In 1759 Arduino, prefect of the Padua Botanical Garden, described a 'new' plant with the polynomial name "Salvia caule fruticoso, foliis ovato-sinuatis, crenatis, rugosis, hirsutis". Based on his description and an illustration, this is probably the first full description of S. tingitana. When Etlinger described and named S. tingitana in 1777 in his Commentatio Botanico-Medica de Salvia, he referred to both Tournefort's and Rivinus' earlier descriptions. Around the turn of the 18th century, S. tingitana was written about more frequently—Carl Ludwig Willdenow (1797) described seeing the plant at the Berlin Botanical Garden, and Lamarck described it in 1805. Other notable botanists who wrote about it at the time included Martin Vahl (1804–1805) and Christiaan Hendrik Persoon (1805).

==Taxonomy==
S. tingitana has been confused with other species at times, especially with S. sclarea, but also with S. disermas, S. argentea, S. praecox, and S. coarctata. Some of those species have also been considered as close allies with S. tingitana, along with S. spinosa and S. desoleana. As recently as the 1980s and 1990s, some botanists (Rosúa (1988) & Alziar (1993)) argued that S. tingitana is just a cultivated form of S. sclarea and should be considered a synonym of it.
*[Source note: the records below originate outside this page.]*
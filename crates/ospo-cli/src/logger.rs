use crate::{CliError, CliResult};

use std::path::PathBuf;
use std::time::SystemTime;

use fern::Dispatch;
use fern::colors::{Color, ColoredLevelConfig};
use log::debug;

/// Initialize logger with fern
///
/// stdout carries command output, so console logging goes to stderr.
///
/// # Arguments
/// * `log_level` - Log level filter
/// * `log_file` - Optional path to log file. None = stderr, Some = file output
/// * `colored` - Enable colored output (ignored when logging to file)
#[track_caller]
pub fn initialize(
    log_level: ospo_config::LogLevel,
    log_file: Option<PathBuf>,
    colored: bool,
) -> CliResult<()> {
    let level_filter = log_level.0;

    let dispatch = if let Some(ref log_path) = log_file {
        if let Some(dir) = log_path.parent() {
            std::fs::create_dir_all(dir).map_err(|e| CliError::LogFile {
                path: dir.to_path_buf(),
                source: e,
            })?;
        }

        let file = std::fs::OpenOptions::new()
            .create(true)
            .append(true)
            .open(log_path)
            .map_err(|e| CliError::LogFile {
                path: log_path.clone(),
                source: e,
            })?;

        Dispatch::new()
            .format(|out, message, record| {
                out.finish(format_args!(
                    "[{date} - {level}] {message} [{target}]",
                    date = humantime::format_rfc3339(SystemTime::now()),
                    level = record.level(),
                    target = record.target(),
                ))
            })
            .chain(file)
    } else if colored {
        let colors = ColoredLevelConfig::new()
            .trace(Color::Magenta)
            .debug(Color::Blue)
            .info(Color::Green)
            .warn(Color::Yellow)
            .error(Color::Red);

        Dispatch::new()
            .format(move |out, message, record| {
                out.finish(format_args!(
                    "[{date} - {level}] {message}",
                    date = humantime::format_rfc3339_seconds(SystemTime::now()),
                    level = colors.color(record.level()),
                ))
            })
            .chain(std::io::stderr())
    } else {
        Dispatch::new()
            .format(|out, message, record| {
                out.finish(format_args!(
                    "[{date} - {level}] {message}",
                    date = humantime::format_rfc3339_seconds(SystemTime::now()),
                    level = record.level(),
                ))
            })
            .chain(std::io::stderr())
    };

    Dispatch::new()
        .level(level_filter)
        .chain(dispatch)
        .apply()
        .map_err(|e| CliError::logger(format!("Failed to initialize logger: {e}")))?;

    match log_file {
        Some(ref path) => debug!(
            "Logger initialized: level={level_filter:?}, file={}",
            path.display()
        ),
        None => debug!("Logger initialized: level={level_filter:?}, stderr"),
    }

    Ok(())
}
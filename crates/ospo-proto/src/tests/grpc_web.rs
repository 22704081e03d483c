use crate::grpc_web::{
    Frame, STATUS_HEADER, Trailers, decode_frames, decode_unary, encode_message, encode_trailers,
};
use crate::{
    GetAuthoredProjectsResponse, GetRequestsResponse, Request, SubmitAccessRequestResponse,
};

use bytes::{BufMut, Bytes, BytesMut};
use googletest::prelude::*;
use prost::Message;

fn ok_trailers() -> Trailers {
    let mut trailers = Trailers::default();
    trailers.insert(STATUS_HEADER, "0");
    trailers
}

fn body(parts: &[Bytes]) -> Bytes {
    let mut buf = BytesMut::new();
    for part in parts {
        buf.put_slice(part);
    }
    buf.freeze()
}

#[test]
fn given_message_when_encode_then_length_prefixed_data_frame() {
    // Given
    let response = SubmitAccessRequestResponse {
        request_id: "abc".to_string(),
        message: "ok".to_string(),
    };

    // When
    let frame = encode_message(&response).unwrap();

    // Then
    assert_that!(frame[0], eq(0x00));
    let len = u32::from_be_bytes([frame[1], frame[2], frame[3], frame[4]]) as usize;
    assert_that!(len, eq(frame.len() - 5));
}

#[test]
fn given_data_and_trailer_frames_when_decode_unary_then_message_and_status() {
    // Given
    let response = GetRequestsResponse {
        requests: vec![Request {
            id: "req-1".to_string(),
            r#type: "project".to_string(),
            title: "Test Project Request".to_string(),
            status: "pending".to_string(),
            requester_id: "USER001".to_string(),
            created_at: "2024-01-01T00:00:00Z".to_string(),
            project_name: "Test Project".to_string(),
        }],
        total: 1,
    };
    let payload = body(&[
        encode_message(&response).unwrap(),
        encode_trailers(&ok_trailers()).unwrap(),
    ]);

    // When
    let decoded = decode_unary::<GetRequestsResponse>(payload).unwrap();

    // Then
    assert_that!(decoded.message.as_ref(), some(eq(&response)));
    let status = decoded.trailers.status().unwrap();
    assert!(status.is_ok());
}

#[test]
fn given_trailers_only_body_when_decode_unary_then_no_message() {
    // Given
    let mut trailers = Trailers::default();
    trailers.insert("grpc-status", "5");
    trailers.insert("grpc-message", "user not found");
    let payload = encode_trailers(&trailers).unwrap();

    // When
    let decoded = decode_unary::<GetRequestsResponse>(payload).unwrap();

    // Then
    assert!(decoded.message.is_none());
    let status = decoded.trailers.status().unwrap();
    assert_that!(status.code, eq(5));
    assert_that!(status.message.as_str(), eq("user not found"));
}

#[test]
fn given_mixed_case_trailer_block_when_parse_then_keys_lowercased() {
    let trailers = Trailers::parse(b"Grpc-Status: 13\r\nGrpc-Message: internal\r\n");

    assert_that!(trailers.get("grpc-status"), some(eq("13")));
    assert_that!(trailers.get("GRPC-MESSAGE"), some(eq("internal")));
}

#[test]
fn given_truncated_header_when_decode_then_error() {
    let result = decode_frames(Bytes::from_static(&[0x00, 0x00, 0x00]));

    assert_that!(result, err(anything()));
}

#[test]
fn given_truncated_payload_when_decode_then_error() {
    let result = decode_frames(Bytes::from_static(&[0x00, 0x00, 0x00, 0x00, 0x09, 0x01]));

    assert_that!(result, err(anything()));
}

#[test]
fn given_compressed_flag_when_decode_then_error() {
    let result = decode_frames(Bytes::from_static(&[0x01, 0x00, 0x00, 0x00, 0x00]));

    assert_that!(result, err(anything()));
}

#[test]
fn given_empty_body_when_decode_then_no_frames() {
    let frames = decode_frames(Bytes::new()).unwrap();

    assert!(frames.is_empty());
}

#[test]
fn given_trailer_frame_when_decode_frames_then_trailers_variant() {
    let frames = decode_frames(encode_trailers(&ok_trailers()).unwrap()).unwrap();

    assert_eq!(frames, vec![Frame::Trailers(ok_trailers())]);
}

#[test]
fn given_wire_bytes_when_decoding_authored_projects_then_fields_by_tag() {
    // Project { id: "p1" (1), status: "active" (4), owner_id: "u1" (8) }
    let mut project = vec![0x0a, 0x02, b'p', b'1', 0x22, 0x06];
    project.extend_from_slice(b"active");
    project.extend_from_slice(&[0x42, 0x02, b'u', b'1']);

    // { projects: [project] (1), total: 1 (2) }
    let mut wire = vec![0x0a, project.len() as u8];
    wire.extend_from_slice(&project);
    wire.extend_from_slice(&[0x10, 0x01]);

    let response = GetAuthoredProjectsResponse::decode(wire.as_slice()).unwrap();

    assert_that!(response.total, eq(1));
    assert_that!(response.projects.len(), eq(1));
    assert_that!(response.projects[0].id.as_str(), eq("p1"));
    assert_that!(response.projects[0].status.as_str(), eq("active"));
    assert_that!(response.projects[0].owner_id.as_str(), eq("u1"));
    assert_that!(response.projects[0].name.as_str(), eq(""));
}
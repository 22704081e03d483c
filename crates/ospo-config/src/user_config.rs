use crate::{ConfigError, ConfigErrorResult};

use serde::Deserialize;

pub const DEFAULT_CORPORATE_ID: &str = "USER001";
pub const DEFAULT_GITHUB_USERNAME: &str = "john.doe";
pub const DEFAULT_USER_NAME: &str = "John Doe";
pub const DEFAULT_DEPARTMENT: &str = "Engineering";
pub const DEFAULT_ROLE: &str = "user";

pub const VALID_ROLES: [&str; 3] = ["user", "ospo_admin", "admin"];

/// Session user. There is no sign-in flow; the identity is configured.
#[derive(Debug, Clone, Deserialize)]
#[serde(default)]
pub struct UserConfig {
    /// Request-ownership key sent as requesterId / userId
    pub corporate_id: String,
    pub github_username: String,
    pub name: String,
    pub department: String,
    pub role: String,
}

impl Default for UserConfig {
    fn default() -> Self {
        Self {
            corporate_id: String::from(DEFAULT_CORPORATE_ID),
            github_username: String::from(DEFAULT_GITHUB_USERNAME),
            name: String::from(DEFAULT_USER_NAME),
            department: String::from(DEFAULT_DEPARTMENT),
            role: String::from(DEFAULT_ROLE),
        }
    }
}

impl UserConfig {
    pub fn validate(&self) -> ConfigErrorResult<()> {
        if self.corporate_id.trim().is_empty() {
            return Err(ConfigError::user("user.corporate_id cannot be empty"));
        }

        if !VALID_ROLES.contains(&self.role.as_str()) {
            return Err(ConfigError::user(format!(
                "user.role must be one of {}, got {}",
                VALID_ROLES.join(", "),
                self.role
            )));
        }

        Ok(())
    }
}
use crate::{CoreError, CoreResult, FieldError};

use std::panic::Location;

use error_location::ErrorLocation;
use serde::Serialize;

/// Outcome of validating one request form
#[derive(Debug, Clone, Default, PartialEq, Eq, Serialize)]
pub struct ValidationReport {
    errors: Vec<FieldError>,
}

impl ValidationReport {
    pub fn new() -> Self {
        Self::default()
    }

    pub fn push(&mut self, field: &'static str, message: impl Into<String>) {
        self.errors.push(FieldError::new(field, message));
    }

    pub fn is_valid(&self) -> bool {
        self.errors.is_empty()
    }

    pub fn errors(&self) -> &[FieldError] {
        &self.errors
    }

    /// Messages reported against a single field, in rule order
    pub fn messages_for(&self, field: &str) -> Vec<&str> {
        self.errors
            .iter()
            .filter(|error| error.field == field)
            .map(|error| error.message.as_str())
            .collect()
    }

    /// Every failed rule as `field: message`, joined with "; "
    pub fn summary(&self) -> String {
        self.errors
            .iter()
            .map(ToString::to_string)
            .collect::<Vec<_>>()
            .join("; ")
    }

    /// `CoreError::Validation` listing every failed field, if any
    #[track_caller]
    pub fn check(&self) -> CoreResult<()> {
        if self.is_valid() {
            return Ok(());
        }

        Err(CoreError::Validation {
            message: self.summary(),
            location: ErrorLocation::from(Location::caller()),
        })
    }
}
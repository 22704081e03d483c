//! A request filed by an employee and tracked by the backend.

use crate::{RequestStatus, RequestType};

use chrono::{DateTime, Utc};
use serde::{Deserialize, Deserializer, Serialize};
use uuid::Uuid;

/// A tracked request as reported by the request service.
///
/// The client never fabricates these: they are created server-side on
/// submission and come back through a list call.
#[derive(Debug, Clone, PartialEq, Eq, Serialize, Deserialize)]
#[serde(rename_all = "camelCase")]
pub struct Request {
    pub id: String,
    #[serde(rename = "type")]
    pub request_type: RequestType,
    pub title: String,
    pub status: RequestStatus,
    /// Empty strings on the wire are read as absent
    #[serde(
        default,
        deserialize_with = "empty_as_none",
        skip_serializing_if = "Option::is_none"
    )]
    pub project_name: Option<String>,
    #[serde(
        default,
        deserialize_with = "empty_as_none",
        skip_serializing_if = "Option::is_none"
    )]
    pub requester_id: Option<String>,
    pub created_at: DateTime<Utc>,
}

impl Request {
    /// Build the record a backend stores for a freshly submitted request
    pub fn submitted(
        request_type: RequestType,
        title: String,
        project_name: Option<String>,
        requester_id: String,
    ) -> Self {
        Self {
            id: Uuid::new_v4().to_string(),
            request_type,
            title,
            status: RequestStatus::Pending,
            project_name: project_name.filter(|name| !name.is_empty()),
            requester_id: Some(requester_id),
            created_at: Utc::now(),
        }
    }

    /// Pending or in review
    pub fn is_open(&self) -> bool {
        self.status.is_open()
    }
}

fn empty_as_none<'de, D>(deserializer: D) -> Result<Option<String>, D::Error>
where
    D: Deserializer<'de>,
{
    let value = Option::<String>::deserialize(deserializer)?;
    Ok(value.filter(|s| !s.is_empty()))
}
pub const DEFAULT_MIN_TITLE_LENGTH: usize = 3;
pub const DEFAULT_MAX_TITLE_LENGTH: usize = 100;
pub const DEFAULT_MIN_PROJECT_NAME_LENGTH: usize = 2;

/// Length bounds applied to request form fields (trimmed, in characters)
#[derive(Debug, Clone, Copy, PartialEq, Eq)]
pub struct ValidationLimits {
    pub min_title_length: usize,
    pub max_title_length: usize,
    pub min_project_name_length: usize,
}

impl Default for ValidationLimits {
    fn default() -> Self {
        Self {
            min_title_length: DEFAULT_MIN_TITLE_LENGTH,
            max_title_length: DEFAULT_MAX_TITLE_LENGTH,
            min_project_name_length: DEFAULT_MIN_PROJECT_NAME_LENGTH,
        }
    }
}
use crate::commands::Commands;

use clap::Parser;
use ospo_config::ApiTransport;

#[derive(Parser)]
#[command(name = "ospo")]
#[command(about = "Open Source Program Office request portal")]
#[command(version)]
#[command(propagate_version = true)]
pub struct Cli {
    #[command(subcommand)]
    pub command: Commands,

    /// Request service URL (overrides OSPO_API_URL and config.toml)
    #[arg(long, global = true)]
    pub server: Option<String>,

    /// Corporate ID to act as (defaults to the configured user)
    #[arg(long, global = true)]
    pub user_id: Option<String>,

    /// Wire protocol: http or grpc-web
    #[arg(long, global = true)]
    pub transport: Option<ApiTransport>,

    /// Use the built-in demo backend instead of a server
    #[arg(long, global = true)]
    pub demo: bool,

    /// Pretty-print JSON output
    #[arg(long, global = true)]
    pub pretty: bool,
}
However, recent chromosome analysis of Salvia species shows that S. tingitana is a distinct species. S. tingitana shows a chromosome count of 2n=42, which is unusual (though not unique) for the genus Salvia. Far more common are 2n=14, 16, 20, and 22. Only one other species so far, S. merjamie, has been conclusively shown to have a chromosome count of 2n=42. S. sclarea, on the other hand, has a count of 2n=22 chromosomes. Further comparison between S. tingitana and possible related species was done using mucilage testing. Those tests also indicated S. tingitana to be a unique species.